L’incredibile storia dell’Isola delle Rose viene rilasciato lo scorso 9 dicembre sulla piattaforma streaming. Cogliamo l’occasione per parlarne oggi dopo nomination ricevute dal film ai prossimi David di Donatello (che potete vedere qui). Il regista, Sydney Sibilia, è famoso per la trilogia di Smetto quando voglio, parentesi comica riuscita dell’ultimo cinema italiano, ma non per questo necessaria come unico metro di paragone per questo nuovo lungometraggio.

Il film sulla creazione dell’Isola (artificiale) delle Rose da parte dell’ingegnere Giorgio Rosa è poco più di una storia d’amore, e annulla gran parte dei fatti storici per attenersi al gusto agrodolce di raccontare tutto con gli occhi spalancati da sognatore irriducibile del protagonista (qui Elio Germano). E così come la vicenda, che già aveva poco a che fare con le rivolte del ’68, vi si inserisce quasi di diritto, un film che non era sul ’68 lo diventa.

L’impalcatura romanzata di Sibilia ha basi deboli, e non regge il peso della portata di un evento storico così inusuale e per questo unico. Le scelte narrative ed estetiche diventano specchio della leggerezza con cui gli eventi vengono trattati dagli stessi personaggi. Finché non sono chiamati a rispondere delle loro azioni, e immotivatamente si schierano di fronte ad un cannone pronto a sparare.

Giorgio Rosa e la storia

Giorgio Rosa fu un ingegnere bolognese che, credendo in un’utopia di libertà ideale, costruì in acque internazionali (al largo di Rimini) un’Isola. Il “libero Stato dell’Isola delle Rose”, che altro non era che una piattaforma artificiale di 400 m².

La narrazione romantica secondo cui nel film l’uomo costruisce l’isola per riconquistare il cuore di Gabriella Chierici è molto lontana dalla realtà. Quando Rosa concluse il suo progetto era già sposato con la donna e avevano un figlio.
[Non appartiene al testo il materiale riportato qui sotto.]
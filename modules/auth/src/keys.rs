//! Store key layout for the account registry
//!
//! ```text
//! 0x00                    -> params
//! 0x01 || address bytes   -> encoded account
//! "globalAccountNumber"   -> next account number (u64, big-endian)
//! ```

use acctreg_state::prefix_end_bytes;

/// Key holding the module params
pub const PARAMS_KEY: &[u8] = &[0x00];

/// Prefix shared by every account record key
pub const ADDRESS_STORE_KEY_PREFIX: &[u8] = &[0x01];

/// Key holding the account number counter
pub const GLOBAL_ACCOUNT_NUMBER_KEY: &[u8] = b"globalAccountNumber";

/// Build the store key of the account at `address`
pub fn address_store_key(address: &[u8]) -> Vec<u8> {
    let mut key = Vec::with_capacity(ADDRESS_STORE_KEY_PREFIX.len() + address.len());
    key.extend_from_slice(ADDRESS_STORE_KEY_PREFIX);
    key.extend_from_slice(address);
    key
}

/// Address bytes of an account store key
pub fn address_from_store_key(key: &[u8]) -> Option<&[u8]> {
    key.strip_prefix(ADDRESS_STORE_KEY_PREFIX)
}

/// `[lower, upper)` bounding exactly the keys built by `address_store_key`
pub fn account_key_range() -> (Vec<u8>, Option<Vec<u8>>) {
    (
        ADDRESS_STORE_KEY_PREFIX.to_vec(),
        prefix_end_bytes(ADDRESS_STORE_KEY_PREFIX),
    )
}

#[cfg(test)]
mod tests {
    use super::*;

    #[test]
    fn test_account_key() {
        let address = [1u8; 20];
        let key = address_store_key(&address);
        assert_eq!(key[0], 0x01);
        assert_eq!(address_from_store_key(&key), Some(&address[..]));
        assert_eq!(address_from_store_key(GLOBAL_ACCOUNT_NUMBER_KEY), None);
    }

    #[test]
    fn test_key_range_covers_accounts_only() {
        let (lower, upper) = account_key_range();
        let upper = upper.unwrap();
        for address in [&[0x00][..], &[0xFF; 32][..], &[0x7F, 0x01][..]] {
            let key = address_store_key(address);
            assert!(key >= lower && key < upper);
        }
        assert!(PARAMS_KEY < lower.as_slice());
        assert!(GLOBAL_ACCOUNT_NUMBER_KEY >= upper.as_slice());
    }

    #[test]
    fn test_keys_preserve_address_order() {
        let a = address_store_key(&[0x01]);
        let b = address_store_key(&[0x01, 0x00]);
        let c = address_store_key(&[0xAA]);
        assert!(a < b && b < c);
    }
}
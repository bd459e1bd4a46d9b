//! Account records
//!
//! The set of account variants is closed: every record stored by the
//! registry is one of the `Account` variants below.

use acctreg_core::{AccountNumber, Address, RegistryError, RegistryResult, Sequence};
use acctreg_crypto::module_address;
use serde::{Deserialize, Serialize};
use std::fmt;

/// Capabilities every stored account exposes
pub trait AccountI {
    fn address(&self) -> &Address;

    /// Set the address; fails once an address has been assigned
    fn set_address(&mut self, address: Address) -> RegistryResult<()>;

    fn pub_key(&self) -> Option<&[u8]>;

    fn set_pub_key(&mut self, pub_key: Option<Vec<u8>>) -> RegistryResult<()>;

    fn account_number(&self) -> AccountNumber;

    fn set_account_number(&mut self, number: AccountNumber) -> RegistryResult<()>;

    fn sequence(&self) -> Sequence;

    fn set_sequence(&mut self, sequence: Sequence) -> RegistryResult<()>;
}

/// Plain key-controlled account
#[derive(Debug, Clone, PartialEq, Eq, Serialize, Deserialize, Default)]
pub struct BaseAccount {
    pub address: Address,
    pub pub_key: Option<Vec<u8>>,
    pub account_number: AccountNumber,
    pub sequence: Sequence,
}

impl BaseAccount {
    pub fn new(
        address: Address,
        pub_key: Option<Vec<u8>>,
        account_number: AccountNumber,
        sequence: Sequence,
    ) -> Self {
        Self {
            address,
            pub_key,
            account_number,
            sequence,
        }
    }

    pub fn with_address(address: Address) -> Self {
        Self {
            address,
            ..Default::default()
        }
    }

    /// Check the record is fit to be stored
    pub fn validate(&self) -> RegistryResult<()> {
        Address::verify_format(self.address.as_bytes())?;
        if let Some(pub_key) = &self.pub_key {
            if !acctreg_crypto::verify_address(&self.address, pub_key) {
                return Err(RegistryError::InvalidArgument(format!(
                    "account address {} does not match its public key",
                    self.address
                )));
            }
        }
        Ok(())
    }
}

impl AccountI for BaseAccount {
    fn address(&self) -> &Address {
        &self.address
    }

    fn set_address(&mut self, address: Address) -> RegistryResult<()> {
        if !self.address.is_empty() {
            return Err(RegistryError::InvalidArgument(
                "cannot override account address".into(),
            ));
        }
        self.address = address;
        Ok(())
    }

    fn pub_key(&self) -> Option<&[u8]> {
        self.pub_key.as_deref()
    }

    fn set_pub_key(&mut self, pub_key: Option<Vec<u8>>) -> RegistryResult<()> {
        self.pub_key = pub_key;
        Ok(())
    }

    fn account_number(&self) -> AccountNumber {
        self.account_number
    }

    fn set_account_number(&mut self, number: AccountNumber) -> RegistryResult<()> {
        self.account_number = number;
        Ok(())
    }

    fn sequence(&self) -> Sequence {
        self.sequence
    }

    fn set_sequence(&mut self, sequence: Sequence) -> RegistryResult<()> {
        self.sequence = sequence;
        Ok(())
    }
}

/// Account owned by a module rather than a key pair
#[derive(Debug, Clone, PartialEq, Eq, Serialize, Deserialize)]
pub struct ModuleAccount {
    pub base: BaseAccount,
    pub name: String,
    pub permissions: Vec<String>,
}

impl ModuleAccount {
    pub fn new(name: &str, permissions: Vec<String>) -> Self {
        Self {
            base: BaseAccount::with_address(module_address(name)),
            name: name.to_string(),
            permissions,
        }
    }

    pub fn name(&self) -> &str {
        &self.name
    }

    pub fn has_permission(&self, permission: &str) -> bool {
        self.permissions.iter().any(|p| p == permission)
    }

    pub fn validate(&self) -> RegistryResult<()> {
        if self.name.trim().is_empty() {
            return Err(RegistryError::InvalidArgument(
                "module account name cannot be blank".into(),
            ));
        }
        if self.base.address != module_address(&self.name) {
            return Err(RegistryError::InvalidArgument(format!(
                "address {} cannot be derived from the module name '{}'",
                self.base.address, self.name
            )));
        }
        if self.base.pub_key.is_some() {
            return Err(RegistryError::InvalidArgument(format!(
                "module account {} cannot hold a public key",
                self.name
            )));
        }
        Ok(())
    }
}

impl AccountI for ModuleAccount {
    fn address(&self) -> &Address {
        self.base.address()
    }

    fn set_address(&mut self, address: Address) -> RegistryResult<()> {
        self.base.set_address(address)
    }

    fn pub_key(&self) -> Option<&[u8]> {
        None
    }

    fn set_pub_key(&mut self, _pub_key: Option<Vec<u8>>) -> RegistryResult<()> {
        Err(RegistryError::InvalidArgument(
            "not supported for module accounts".into(),
        ))
    }

    fn account_number(&self) -> AccountNumber {
        self.base.account_number()
    }

    fn set_account_number(&mut self, number: AccountNumber) -> RegistryResult<()> {
        self.base.set_account_number(number)
    }

    fn sequence(&self) -> Sequence {
        self.base.sequence()
    }

    fn set_sequence(&mut self, _sequence: Sequence) -> RegistryResult<()> {
        Err(RegistryError::InvalidArgument(
            "not supported for module accounts".into(),
        ))
    }
}

/// Any account the registry can store
#[derive(Debug, Clone, PartialEq, Eq, Serialize, Deserialize)]
pub enum Account {
    Base(BaseAccount),
    Module(ModuleAccount),
}

impl Account {
    /// Type tag used when the account travels inside an `Any`
    pub fn type_url(&self) -> &'static str {
        match self {
            Account::Base(_) => crate::any::BASE_ACCOUNT_TYPE_URL,
            Account::Module(_) => crate::any::MODULE_ACCOUNT_TYPE_URL,
        }
    }

    pub fn is_module(&self) -> bool {
        matches!(self, Account::Module(_))
    }

    pub fn as_module(&self) -> Option<&ModuleAccount> {
        match self {
            Account::Module(m) => Some(m),
            Account::Base(_) => None,
        }
    }

    pub fn into_module(self) -> Option<ModuleAccount> {
        match self {
            Account::Module(m) => Some(m),
            Account::Base(_) => None,
        }
    }

    pub fn validate(&self) -> RegistryResult<()> {
        match self {
            Account::Base(a) => a.validate(),
            Account::Module(m) => m.validate(),
        }
    }

    fn inner(&self) -> &dyn AccountI {
        match self {
            Account::Base(a) => a,
            Account::Module(m) => m,
        }
    }

    fn inner_mut(&mut self) -> &mut dyn AccountI {
        match self {
            Account::Base(a) => a,
            Account::Module(m) => m,
        }
    }
}

impl Default for Account {
    fn default() -> Self {
        Account::Base(BaseAccount::default())
    }
}

impl From<BaseAccount> for Account {
    fn from(account: BaseAccount) -> Self {
        Account::Base(account)
    }
}

impl From<ModuleAccount> for Account {
    fn from(account: ModuleAccount) -> Self {
        Account::Module(account)
    }
}

impl AccountI for Account {
    fn address(&self) -> &Address {
        self.inner().address()
    }

    fn set_address(&mut self, address: Address) -> RegistryResult<()> {
        self.inner_mut().set_address(address)
    }

    fn pub_key(&self) -> Option<&[u8]> {
        self.inner().pub_key()
    }

    fn set_pub_key(&mut self, pub_key: Option<Vec<u8>>) -> RegistryResult<()> {
        self.inner_mut().set_pub_key(pub_key)
    }

    fn account_number(&self) -> AccountNumber {
        self.inner().account_number()
    }

    fn set_account_number(&mut self, number: AccountNumber) -> RegistryResult<()> {
        self.inner_mut().set_account_number(number)
    }

    fn sequence(&self) -> Sequence {
        self.inner().sequence()
    }

    fn set_sequence(&mut self, sequence: Sequence) -> RegistryResult<()> {
        self.inner_mut().set_sequence(sequence)
    }
}

impl fmt::Display for Account {
    fn fmt(&self, f: &mut fmt::Formatter<'_>) -> fmt::Result {
        match self {
            Account::Base(a) => write!(f, "BaseAccount({} #{})", a.address, a.account_number),
            Account::Module(m) => write!(
                f,
                "ModuleAccount({} {} #{})",
                m.name, m.base.address, m.base.account_number
            ),
        }
    }
}
//! Read-only query surface
//!
//! Every handler rejects a missing request before touching the store and
//! reports failures as a `QueryStatus`: `InvalidArgument` for malformed
//! input, `NotFound` for missing records, `Internal` for everything that
//! indicates broken state.

use acctreg_core::{Address, RegistryError, StateProvider, StatusCode};
use acctreg_state::{paginate, PageRequest, PageResponse, PrefixStore};
use serde::{Deserialize, Serialize};
use serde_with::{base64::Base64, serde_as};
use thiserror::Error;
use tracing::debug;

use crate::account::Account;
use crate::any::Any;
use crate::codec::{AccountCodec, BincodeAccountCodec};
use crate::keeper::AccountKeeper;
use crate::keys::ADDRESS_STORE_KEY_PREFIX;
use crate::params::Params;

/// Error returned to query callers
#[derive(Error, Debug, Clone, PartialEq, Eq, Serialize, Deserialize)]
#[error("{code}: {message}")]
pub struct QueryStatus {
    pub code: StatusCode,
    pub message: String,
}

impl QueryStatus {
    pub fn new(code: StatusCode, message: impl Into<String>) -> Self {
        Self {
            code,
            message: message.into(),
        }
    }

    pub fn invalid_argument(message: impl Into<String>) -> Self {
        Self::new(StatusCode::InvalidArgument, message)
    }

    pub fn not_found(message: impl Into<String>) -> Self {
        Self::new(StatusCode::NotFound, message)
    }

    pub fn internal(message: impl Into<String>) -> Self {
        Self::new(StatusCode::Internal, message)
    }
}

impl From<RegistryError> for QueryStatus {
    fn from(err: RegistryError) -> Self {
        Self::new(err.code(), err.to_string())
    }
}

pub type QueryResult<T> = Result<T, QueryStatus>;

// ============ Requests and responses ============

#[derive(Debug, Clone, Default, PartialEq, Eq, Serialize, Deserialize)]
#[serde(default)]
pub struct QueryAccountsRequest {
    pub pagination: Option<PageRequest>,
}

#[derive(Debug, Clone, PartialEq, Eq, Serialize, Deserialize)]
pub struct QueryAccountsResponse {
    pub accounts: Vec<Any>,
    pub pagination: PageResponse,
}

#[derive(Debug, Clone, Default, PartialEq, Eq, Serialize, Deserialize)]
pub struct QueryAccountRequest {
    pub address: String,
}

#[derive(Debug, Clone, PartialEq, Eq, Serialize, Deserialize)]
pub struct QueryAccountResponse {
    pub account: Any,
}

#[derive(Debug, Clone, Copy, Default, PartialEq, Eq, Serialize, Deserialize)]
pub struct QueryParamsRequest {}

#[derive(Debug, Clone, Copy, PartialEq, Eq, Serialize, Deserialize)]
pub struct QueryParamsResponse {
    pub params: Params,
}

#[derive(Debug, Clone, Copy, Default, PartialEq, Eq, Serialize, Deserialize)]
pub struct QueryModuleAccountsRequest {}

#[derive(Debug, Clone, PartialEq, Eq, Serialize, Deserialize)]
pub struct QueryModuleAccountsResponse {
    pub accounts: Vec<Any>,
}

#[derive(Debug, Clone, Copy, Default, PartialEq, Eq, Serialize, Deserialize)]
pub struct Bech32PrefixRequest {}

#[derive(Debug, Clone, PartialEq, Eq, Serialize, Deserialize)]
pub struct Bech32PrefixResponse {
    pub bech32_prefix: String,
}

#[serde_as]
#[derive(Debug, Clone, Default, PartialEq, Eq, Serialize, Deserialize)]
pub struct AddressBytesToStringRequest {
    #[serde_as(as = "Base64")]
    pub address_bytes: Vec<u8>,
}

#[derive(Debug, Clone, PartialEq, Eq, Serialize, Deserialize)]
pub struct AddressBytesToStringResponse {
    pub address_string: String,
}

#[derive(Debug, Clone, Default, PartialEq, Eq, Serialize, Deserialize)]
pub struct AddressStringToBytesRequest {
    pub address_string: String,
}

#[serde_as]
#[derive(Debug, Clone, PartialEq, Eq, Serialize, Deserialize)]
pub struct AddressStringToBytesResponse {
    #[serde_as(as = "Base64")]
    pub address_bytes: Vec<u8>,
}

// ============ Server ============

/// Query handlers over an `AccountKeeper`
pub struct QueryServer<'a, C: AccountCodec = BincodeAccountCodec> {
    keeper: &'a AccountKeeper<C>,
}

fn require<T>(request: Option<T>) -> QueryResult<T> {
    request.ok_or_else(|| QueryStatus::invalid_argument("empty request"))
}

impl<'a, C: AccountCodec> QueryServer<'a, C> {
    pub fn new(keeper: &'a AccountKeeper<C>) -> Self {
        Self { keeper }
    }

    /// One page of stored accounts in address order
    pub fn accounts<S: StateProvider + ?Sized>(
        &self,
        ctx: &S,
        request: Option<QueryAccountsRequest>,
    ) -> QueryResult<QueryAccountsResponse> {
        let request = require(request)?;
        let store = PrefixStore::new(ctx, ADDRESS_STORE_KEY_PREFIX);

        let mut accounts = Vec::new();
        let pagination = paginate(
            &store,
            request.pagination.as_ref(),
            self.keeper.default_page_limit(),
            |address, value| {
                let account = self.keeper.decode_account(address, value)?;
                accounts.push(Any::pack(&account)?);
                Ok(())
            },
        )?;

        Ok(QueryAccountsResponse {
            accounts,
            pagination,
        })
    }

    /// The account stored under a text address
    pub fn account<S: StateProvider + ?Sized>(
        &self,
        ctx: &S,
        request: Option<QueryAccountRequest>,
    ) -> QueryResult<QueryAccountResponse> {
        let request = require(request)?;
        if request.address.trim().is_empty() {
            return Err(QueryStatus::invalid_argument("address cannot be empty"));
        }

        let address = self.parse_address(&request.address)?;
        match self.keeper.get_account(ctx, &address)? {
            Some(account) => Ok(QueryAccountResponse {
                account: Any::pack(&account)?,
            }),
            None => {
                debug!(address = %request.address, "queried account not found");
                Err(QueryStatus::not_found(format!(
                    "account {} not found",
                    request.address
                )))
            }
        }
    }

    pub fn params<S: StateProvider + ?Sized>(
        &self,
        ctx: &S,
        request: Option<QueryParamsRequest>,
    ) -> QueryResult<QueryParamsResponse> {
        require(request)?;
        Ok(QueryParamsResponse {
            params: self.keeper.get_params(ctx)?,
        })
    }

    /// Every configured module account, in module name order.
    ///
    /// A single missing module account fails the whole call; no partial list
    /// is returned.
    pub fn module_accounts<S: StateProvider + ?Sized>(
        &self,
        ctx: &S,
        request: Option<QueryModuleAccountsRequest>,
    ) -> QueryResult<QueryModuleAccountsResponse> {
        require(request)?;

        let mut accounts = Vec::new();
        for name in self.keeper.module_names() {
            let account = self
                .keeper
                .get_module_account(ctx, name)?
                .ok_or_else(|| QueryStatus::not_found(format!("account {} not found", name)))?;
            accounts.push(Any::pack(&Account::Module(account))?);
        }

        Ok(QueryModuleAccountsResponse { accounts })
    }

    pub fn bech32_prefix(
        &self,
        request: Option<Bech32PrefixRequest>,
    ) -> QueryResult<Bech32PrefixResponse> {
        require(request)?;
        Ok(Bech32PrefixResponse {
            bech32_prefix: self.keeper.bech32_prefix().to_string(),
        })
    }

    pub fn address_bytes_to_string(
        &self,
        request: Option<AddressBytesToStringRequest>,
    ) -> QueryResult<AddressBytesToStringResponse> {
        let request = require(request)?;
        if request.address_bytes.is_empty() {
            return Err(QueryStatus::invalid_argument("empty address bytes is not allowed"));
        }

        let address_string = self
            .keeper
            .address_codec()
            .bytes_to_string(&request.address_bytes)
            .map_err(invalid_argument)?;
        Ok(AddressBytesToStringResponse { address_string })
    }

    pub fn address_string_to_bytes(
        &self,
        request: Option<AddressStringToBytesRequest>,
    ) -> QueryResult<AddressStringToBytesResponse> {
        let request = require(request)?;
        if request.address_string.trim().is_empty() {
            return Err(QueryStatus::invalid_argument("empty address string is not allowed"));
        }

        let address_bytes = self
            .keeper
            .address_codec()
            .string_to_bytes(&request.address_string)
            .map_err(invalid_argument)?;
        Ok(AddressStringToBytesResponse { address_bytes })
    }

    fn parse_address(&self, text: &str) -> QueryResult<Address> {
        let bytes = self
            .keeper
            .address_codec()
            .string_to_bytes(text)
            .map_err(invalid_argument)?;
        Address::new(bytes).map_err(invalid_argument)
    }
}

// Text decode failures are the caller's fault whatever the codec reports.
fn invalid_argument(err: RegistryError) -> QueryStatus {
    QueryStatus::invalid_argument(err.to_string())
}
L’isola delle Rose, www.sanmarinortv.sm

Soprattutto, la “rivoluzione” personale di Rosa non era connessa al resto delle “rivoluzioni” di quegli anni. La sua era una rivincita nei confronti della burocrazia che gli imponeva permessi e normative, quando in realtà voleva solo costruire liberamente, anche su un terreno o sulle acque del mare.

L’Isola dichiarò l’indipendenza l’1 maggio 1968, con Giorgio Rosa come Presidente. 55 giorni dopo la dichiarazione d’indipendenza venne occupata militarmente per poi essere demolita.

Giorgio Rosa/Elio Germano e il cinema

L’incredibile storia dell’Isola delle Rose è una commedia che prende spunto dalla storia vera per elevare un protagonista che vuole disobbedire, sì, ma per rispondere solo ad altre logiche.

Il Giorgio Rosa interpretato da Elio Germano ci cade quasi per caso nel ’68. La sua voglia rivoluzionaria è la reazione alle regole che lo soffocano e all’amore, non più corrisposto, della sua ex, Gabriella, interpretata da Matilda De Angelis (candidata ai David come Miglior attrice non protagonista). Attrice di 25 anni nel ruolo di una professoressa universitaria poco credibile, data l’età, e per questo confinata in una recitazione artificiosa. La costruzione dell’Isola risulta nel film un capriccio, e la voglia di utopica libertà va a braccetto con l’insurrezione personale di un uomo abituato ad essere considerato un “perdente”.

Dall’altra parte della “barricata”, il Governo italiano: con Giovanni Leone (Luca Zingaretti) alla Presidenza del Consiglio e Franco Restivo (Fabrizio Bentivoglio, candidato ai David come Miglior attore non protagonista) come Ministro dell’Interno.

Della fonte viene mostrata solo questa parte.